Released this patch into BETA_JAVA7 branch.
Comment 15 Srikanth Sankaran CLA 2011-03-09 08:28:34 EST
Created attachment 190751 [details]
Patch - Part 6

This patch cleans up some redundancy/code duplication
in the parser.

With this, I believe the work on the compiler is complete.
Now onto testing, fixing, code review, spec review ...
Comment 16 Srikanth Sankaran CLA 2011-03-10 05:41:10 EST
For the record, this translation supercedes the one in
comment# 9.

I tried what I thought were some really cool low level tricks
to produce some really tight code, but these require some unorthodox
code patterns (such as falling deliberately from a try block into
a catch block etc) that send the bytecode verifier into a total
tail spin (even though the code sequence is perfectly valid), so will
settle for straightforward sequences instead.

A construct of the form:

       try (X x1 = new X(); X x2 = new X(); X x3 = new X()) {
           x1.doSomething();
           x2.doSomething();
           x3.doSomething();
       } catch (Exception x) {
           x.printStackTrace();
       } 

is treated to be:

        try {
            Throwable _primaryException = null;
            try {
                X x1 = new X();
                try {
                    X x2 = new X();
                    try {
                        X x3 = new X();
                        try {
                            x1.doSomething();
                            x2.doSomething();
                            x3.doSomething();
                        } catch (Throwable e) {
                            _primaryException = e;
                            throw _primaryException;
                        } finally {
                            x3.close();
                        }
                    } catch (Throwable e) {
                        if (_primaryException == null) {
                            _primaryException = e;
                        } else if (_primaryException != e) {
                            _primaryException.addSuppressed(e);
                        }
                        throw _primaryException;
                    } finally {
                        x2.close();
                    }
                } catch (Throwable e) {
                    if (_primaryException == null) {
                        _primaryException = e;
                    } else if (_primaryException != e) {
                        _primaryException.addSuppressed(e);
                    }
                    throw _primaryException;
                } finally {
                    x1.close();
                }
            } catch (Throwable e) {
                if (_primaryException == null) {
                    _primaryException = e;
                } else if (_primaryException != e) {
                    _primaryException.addSuppressed(e);
                }
                throw _primaryException;
            }
        } catch (Exception e) {
            e.printStackTrace();
        }
    }
Comment 17 Srikanth Sankaran CLA 2011-03-10 08:06:23 EST
Added several more negative tests and runtime behavior
conformance tests.

Thus far, I see only two differences in behavior between
javac 7b131 and the BETA_JAVA7 branch.

(1) javac does not accept a trailing semicolon in the resource
specification.

(2) Even when the resource is null, javac attempts to invoke
close().

On both counts, eclipse behavior is the correct one. 

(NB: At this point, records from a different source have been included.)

/// The tasks spawned by [`QueueConsumer::start`].
///
/// Dropping it drops `shutdown`, which the background tasks treat as a shutdown signal.
struct RunningConsumer {
    shutdown: watch::Sender<bool>,
    dispatcher: JoinHandle<()>,
    workers: Vec<JoinHandle<()>>,
    resources: ActiveResources,
}

/// The resources backing the live subscription, if any.
///
/// The dispatcher swaps them on every (re)subscription. [`QueueConsumer::stop`] releases whatever
/// is left in there, even if the dispatcher had to be aborted.
#[derive(Clone, Default)]
struct ActiveResources(Arc<std::sync::Mutex<Option<Arc<dyn TransportResources>>>>);

impl ActiveResources {
    fn set(&self, resources: Box<dyn TransportResources>) {
        *self.lock() = Some(Arc::from(resources));
    }

    fn current(&self) -> Option<Arc<dyn TransportResources>> {
        self.lock().clone()
    }

    fn take(&self) -> Option<Arc<dyn TransportResources>> {
        self.lock().take()
    }

    fn lock(&self) -> std::sync::MutexGuard<'_, Option<Arc<dyn TransportResources>>> {
        self.0.lock().unwrap_or_else(PoisonError::into_inner)
    }
}

/// Tuning knobs of a [`QueueConsumer`]. See [`QueueConsumerBuilder`](super::QueueConsumerBuilder).
#[derive(Debug, Clone)]
pub(super) struct ConsumerOptions {
    pub(super) prefetch_count: u16,
    pub(super) concurrency: usize,
    pub(super) shutdown_grace_period: Duration,
    pub(super) initial_reconnect_backoff: Duration,
    pub(super) max_reconnect_backoff: Duration,
}

/// What every worker needs to process a message.
struct ProcessingContext<H: Handler> {
    queue_name: String,
    handler: Arc<H>,
    transient_error_hook: Arc<dyn ConsumerTransientErrorHook>,
    reporter: Arc<dyn ErrorReporter>,
}

/// Consumes a single queue, handing every message to a [`Handler`] and settling it with the
/// broker according to the outcome.
///
/// # Delivery model
///
/// The broker pushes messages on a [`Subscription`]. A dispatcher task moves them into a bounded
/// internal queue, drained by a pool of `concurrency` workers: messages are processed
/// concurrently and in no particular order.
///
/// Every message is settled exactly once:
/// - the handler succeeded: the [`BrokerAction`](super::BrokerAction) it returned;
/// - the handler failed with a fatal error (poison message): ack;
/// - the handler failed with a transient error: whatever the transient error hook says;
/// - the handler panicked: ack.
///
/// Failures are routed to the [`ErrorReporter`]; they never stop the consumer.
///
/// # Lifecycle
///
/// Use [`QueueConsumer::builder`] to build one, then [`start`](QueueConsumer::start) and
/// [`stop`](QueueConsumer::stop) it. A consumer cannot be restarted once stopped.
pub struct QueueConsumer<T: Transport, H: Handler> {
    transport: Arc<T>,
    context: Arc<ProcessingContext<H>>,
    options: ConsumerOptions,
    state: Mutex<ConsumerState>,
}
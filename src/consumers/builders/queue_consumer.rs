use crate::consumers::consumer::ConsumerOptions;
use crate::consumers::hooks::transient_error::NeverRequeue;
use crate::consumers::{ConsumerTransientErrorHook, Handler, QueueConsumer};
use crate::reporting::{ErrorReporter, TracingErrorReporter};
use crate::transport::Transport;
use std::sync::Arc;
use std::time::Duration;

impl<T: Transport, H: Handler> QueueConsumer<T, H> {
    /// Start building a [`QueueConsumer`].
    ///
    /// You need to provide the name of the queue you want to consume messages from, the
    /// transport to reach the broker and the handler that will process each message.
    pub fn builder(
        queue_name: impl Into<String>,
        transport: T,
        handler: H,
    ) -> QueueConsumerBuilder<T, H> {
        QueueConsumerBuilder::new(queue_name.into(), Arc::new(transport), Arc::new(handler))
    }
}

/// A builder to configure a [`QueueConsumer`] with a fluent API.
///
/// Use [`QueueConsumer::builder`] as entrypoint.
pub struct QueueConsumerBuilder<T: Transport, H: Handler> {
    queue_name: String,
    transport: Arc<T>,
    handler: Arc<H>,
    transient_error_hook: Arc<dyn ConsumerTransientErrorHook>,
    reporter: Arc<dyn ErrorReporter>,
    options: ConsumerOptions,
}

impl<T: Transport, H: Handler> QueueConsumerBuilder<T, H> {
    pub(crate) const DEFAULT_PREFETCH_COUNT: u16 = 50;
    pub(crate) const DEFAULT_CONCURRENCY: usize = 10;
    pub(crate) const DEFAULT_SHUTDOWN_GRACE_PERIOD: Duration = Duration::from_secs(30);

    fn new(queue_name: String, transport: Arc<T>, handler: Arc<H>) -> Self {
        Self {
            queue_name,
            transport,
            handler,
            transient_error_hook: Arc::new(NeverRequeue),
            reporter: Arc::new(TracingErrorReporter),
            options: ConsumerOptions {
                prefetch_count: Self::DEFAULT_PREFETCH_COUNT,
                concurrency: Self::DEFAULT_CONCURRENCY,
                shutdown_grace_period: Self::DEFAULT_SHUTDOWN_GRACE_PERIOD,
                initial_reconnect_backoff: Duration::from_secs(1),
                max_reconnect_backoff: Duration::from_secs(30),
            },
        }
    }

    /// The maximum number of unsettled messages the broker will push to us at any point in time.
    ///
    /// Defaults to 50.
    #[must_use]
    pub fn with_prefetch_count(mut self, prefetch_count: u16) -> Self {
        self.options.prefetch_count = prefetch_count;
        self
    }

    /// How many messages can be processed concurrently. It can't be lower than 1.
    ///
    /// Defaults to 10.
    #[must_use]
    pub fn with_concurrency(mut self, concurrency: usize) -> Self {
        self.options.concurrency = concurrency.max(1);
        self
    }

    /// How long [`QueueConsumer::stop`] waits for in-flight messages before giving up on them.
    ///
    /// Defaults to 30 seconds.
    #[must_use]
    pub fn with_shutdown_grace_period(mut self, grace_period: Duration) -> Self {
        self.options.shutdown_grace_period = grace_period;
        self
    }

    /// How long to wait before trying to resubscribe when the broker drops the subscription.
    /// The delay doubles after every failed attempt, up to `max`.
    ///
    /// Defaults to 1 second, up to 30 seconds.
    #[must_use]
    pub fn with_reconnect_backoff(mut self, initial: Duration, max: Duration) -> Self {
        self.options.initial_reconnect_backoff = initial;
        self.options.max_reconnect_backoff = max.max(initial);
        self
    }

    /// Decide what happens to messages whose processing failed with a transient error.
    ///
    /// Check out [`ConsumerTransientErrorHook`]'s documentation for more details.
    /// If not specified, messages are acknowledged and dropped ([`NeverRequeue`]).
    #[must_use]
    pub fn transient_error_hook<K: ConsumerTransientErrorHook>(self, hook: K) -> Self {
        self.dyn_transient_error_hook(Arc::new(hook))
    }

    /// Dynamic version of [`QueueConsumerBuilder::transient_error_hook`].
    #[must_use]
    pub fn dyn_transient_error_hook(mut self, hook: Arc<dyn ConsumerTransientErrorHook>) -> Self {
        self.transient_error_hook = hook;
        self
    }

    /// Where processing and transport faults are reported.
    ///
    /// If not specified, faults are emitted as `tracing` events ([`TracingErrorReporter`]).
    #[must_use]
    pub fn error_reporter(mut self, reporter: Arc<dyn ErrorReporter>) -> Self {
        self.reporter = reporter;
        self
    }

    pub fn build(self) -> QueueConsumer<T, H> {
        QueueConsumer::new(
            self.queue_name,
            self.transport,
            self.handler,
            self.transient_error_hook,
            self.reporter,
            self.options,
        )
    }
}
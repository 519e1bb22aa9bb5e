use crate::results::ResultRecord;
use std::collections::HashMap;
use std::sync::{Mutex, PoisonError};

/// Where count results end up.
///
/// The store is shared by all the workers of a consumer: implementations must support concurrent
/// calls to [`save`](ResultStore::save) without any external locking.
///
/// Messages are delivered at least once, so the same record can be saved more than once.
#[async_trait::async_trait]
pub trait ResultStore: Send + Sync + 'static {
    async fn save(&self, record: &ResultRecord) -> Result<(), PersistenceError>;
}

/// The store could not persist a record.
#[derive(thiserror::Error, Debug)]
#[error("Failed to persist count result `{record_id}`.")]
pub struct PersistenceError {
    pub record_id: String,
    #[source]
    pub source: anyhow::Error,
}

impl PersistenceError {
    pub fn new(record: &ResultRecord, source: impl Into<anyhow::Error>) -> Self {
        Self {
            record_id: record.id.clone(),
            source: source.into(),
        }
    }
}

/// A [`ResultStore`] keeping records in memory, keyed by id.
///
/// Saving a record whose id is already known keeps the one saved first, as
/// [`PostgresResultStore`](crate::results::PostgresResultStore) does.
#[derive(Debug, Default)]
pub struct InMemoryResultStore {
    records: Mutex<HashMap<String, ResultRecord>>,
}

impl InMemoryResultStore {
    pub fn new() -> Self {
        Self::default()
    }

    pub fn get(&self, id: &str) -> Option<ResultRecord> {
        self.records
            .lock()
            .unwrap_or_else(PoisonError::into_inner)
            .get(id)
            .cloned()
    }

    /// All stored records, in no particular order.
    pub fn records(&self) -> Vec<ResultRecord> {
        self.records
            .lock()
            .unwrap_or_else(PoisonError::into_inner)
            .values()
            .cloned()
            .collect()
    }

    pub fn len(&self) -> usize {
        self.records
            .lock()
            .unwrap_or_else(PoisonError::into_inner)
            .len()
    }

    pub fn is_empty(&self) -> bool {
        self.len() == 0
    }
}

#[async_trait::async_trait]
impl ResultStore for InMemoryResultStore {
    async fn save(&self, record: &ResultRecord) -> Result<(), PersistenceError> {
        self.records
            .lock()
            .unwrap_or_else(PoisonError::into_inner)
            .entry(record.id.clone())
            .or_insert_with(|| record.clone());
        Ok(())
    }
}
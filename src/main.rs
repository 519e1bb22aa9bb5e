use anyhow::Context;
use count_ingestor::amqp::{AmqpTransport, ConnectionFactory};
use count_ingestor::configuration::{ConsumerSettings, Settings, TransportKind};
use count_ingestor::consumers::QueueConsumer;
use count_ingestor::results::{
    InMemoryResultStore, PostgresResultStore, ResultHandler, ResultStore,
};
use count_ingestor::telemetry::init_subscriber;
use count_ingestor::transport::{MemoryTransport, Transport};
use shutdown_handler::ShutdownHandler;
use std::sync::Arc;

#[tokio::main]
async fn main() -> Result<(), anyhow::Error> {
    let settings = Settings::load().context("Failed to load the configuration.")?;
    init_subscriber(&settings.telemetry)?;

    if settings.database.in_memory {
        tracing::warn!("Count results are kept in memory and will be lost on exit");
        with_transport(&settings, Arc::new(InMemoryResultStore::new())).await
    } else {
        let store = PostgresResultStore::connect_lazy(
            settings.database.connect_options(),
            settings.database.max_connections,
        );
        store
            .ensure_schema()
            .await
            .context("Failed to create the count results table.")?;
        with_transport(&settings, Arc::new(store)).await
    }
}

async fn with_transport<S: ResultStore>(
    settings: &Settings,
    store: Arc<S>,
) -> Result<(), anyhow::Error> {
    match settings.consumer.transport {
        TransportKind::Amqp => {
            let transport = AmqpTransport::new(ConnectionFactory::new_from_config(
                &settings.rabbit_mq,
            )?)
            .with_queue_declaration(settings.consumer.declare_queue)
            .with_priority(settings.consumer.priority);
            run(&settings.consumer, transport, store).await
        }
        TransportKind::Memory => {
            tracing::warn!("Using the in-memory transport: no message will ever be received");
            run(&settings.consumer, MemoryTransport::new(), store).await
        }
    }
}

async fn run<T: Transport, S: ResultStore>(
    settings: &ConsumerSettings,
    transport: T,
    store: Arc<S>,
) -> Result<(), anyhow::Error> {
    let consumer = QueueConsumer::builder(
        settings.queue_name.clone(),
        transport,
        ResultHandler::new(store),
    )
    .with_prefetch_count(settings.prefetch_count)
    .with_concurrency(settings.concurrency)
    .with_shutdown_grace_period(settings.shutdown_grace_period())
    .dyn_transient_error_hook(settings.transient_error_hook())
    .build();

    let shutdown = ShutdownHandler::sigterm()?;
    consumer.start().await?;

    tokio::select! {
        _ = shutdown.wait_for_signal() => {}
        _ = tokio::signal::ctrl_c() => {}
    }

    consumer.stop().await?;
    Ok(())
}
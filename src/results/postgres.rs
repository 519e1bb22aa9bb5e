use crate::results::{PersistenceError, ResultRecord, ResultStore};
use sqlx::postgres::{PgConnectOptions, PgPoolOptions};
use sqlx::PgPool;
use std::time::Duration;

/// A [`ResultStore`] backed by a Postgres table.
///
/// Inserts are idempotent: a redelivered message does not overwrite nor duplicate the record
/// that was persisted on its first delivery.
#[derive(Debug, Clone)]
pub struct PostgresResultStore {
    pool: PgPool,
}

impl PostgresResultStore {
    pub fn new(pool: PgPool) -> Self {
        Self { pool }
    }

    /// Build a store on top of a lazily-initialised connection pool: no connection is attempted
    /// until the first query.
    pub fn connect_lazy(options: PgConnectOptions, max_connections: u32) -> Self {
        let pool = PgPoolOptions::new()
            .max_connections(max_connections)
            .acquire_timeout(Duration::from_secs(2))
            .connect_lazy_with(options);
        Self::new(pool)
    }

    /// Create the `count_results` table if it does not exist yet.
    #[tracing::instrument(name = "ensure_results_schema", skip_all)]
    pub async fn ensure_schema(&self) -> Result<(), sqlx::Error> {
        sqlx::query(
            r#"
            CREATE TABLE IF NOT EXISTS count_results (
                id TEXT PRIMARY KEY,
                count BIGINT NOT NULL,
                producer TEXT,
                message TEXT,
                persisted_at TIMESTAMPTZ NOT NULL DEFAULT now()
            )
            "#,
        )
        .execute(&self.pool)
        .await?;
        Ok(())
    }

    pub fn pool(&self) -> &PgPool {
        &self.pool
    }
}

#[async_trait::async_trait]
impl ResultStore for PostgresResultStore {
    #[tracing::instrument(name = "save_count_result", skip_all, fields(record_id = %record.id))]
    async fn save(&self, record: &ResultRecord) -> Result<(), PersistenceError> {
        sqlx::query(
            r#"
            INSERT INTO count_results (id, count, producer, message)
            VALUES ($1, $2, $3, $4)
            ON CONFLICT (id) DO NOTHING
            "#,
        )
        .bind(&record.id)
        .bind(record.count)
        .bind(&record.producer)
        .bind(&record.message)
        .execute(&self.pool)
        .await
        .map_err(|e| PersistenceError::new(record, e))?;
        Ok(())
    }
}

Resolving current bug as FIXED.

Will use separate follow up defects to track issues discovered
afresh or if the spec changes.
Comment 18 Olivier Thomann CLA 2011-03-10 08:51:20 EST
(In reply to comment #17)
> (1) javac does not accept a trailing semicolon in the resource
> specification.
Yes, this is correct and will be fixed into future version of javac.
 
> (2) Even when the resource is null, javac attempts to invoke
> close().
A null check is required before calling the close() method. So a null resource should not cause a NPE.
 
> On both counts, eclipse behavior is the correct one.
I think so.
Comment 19 Olivier Thomann CLA 2011-06-28 09:24:50 EDT
Verified.
I opened bug 350579 to track the runtime issue with the code in comment 5.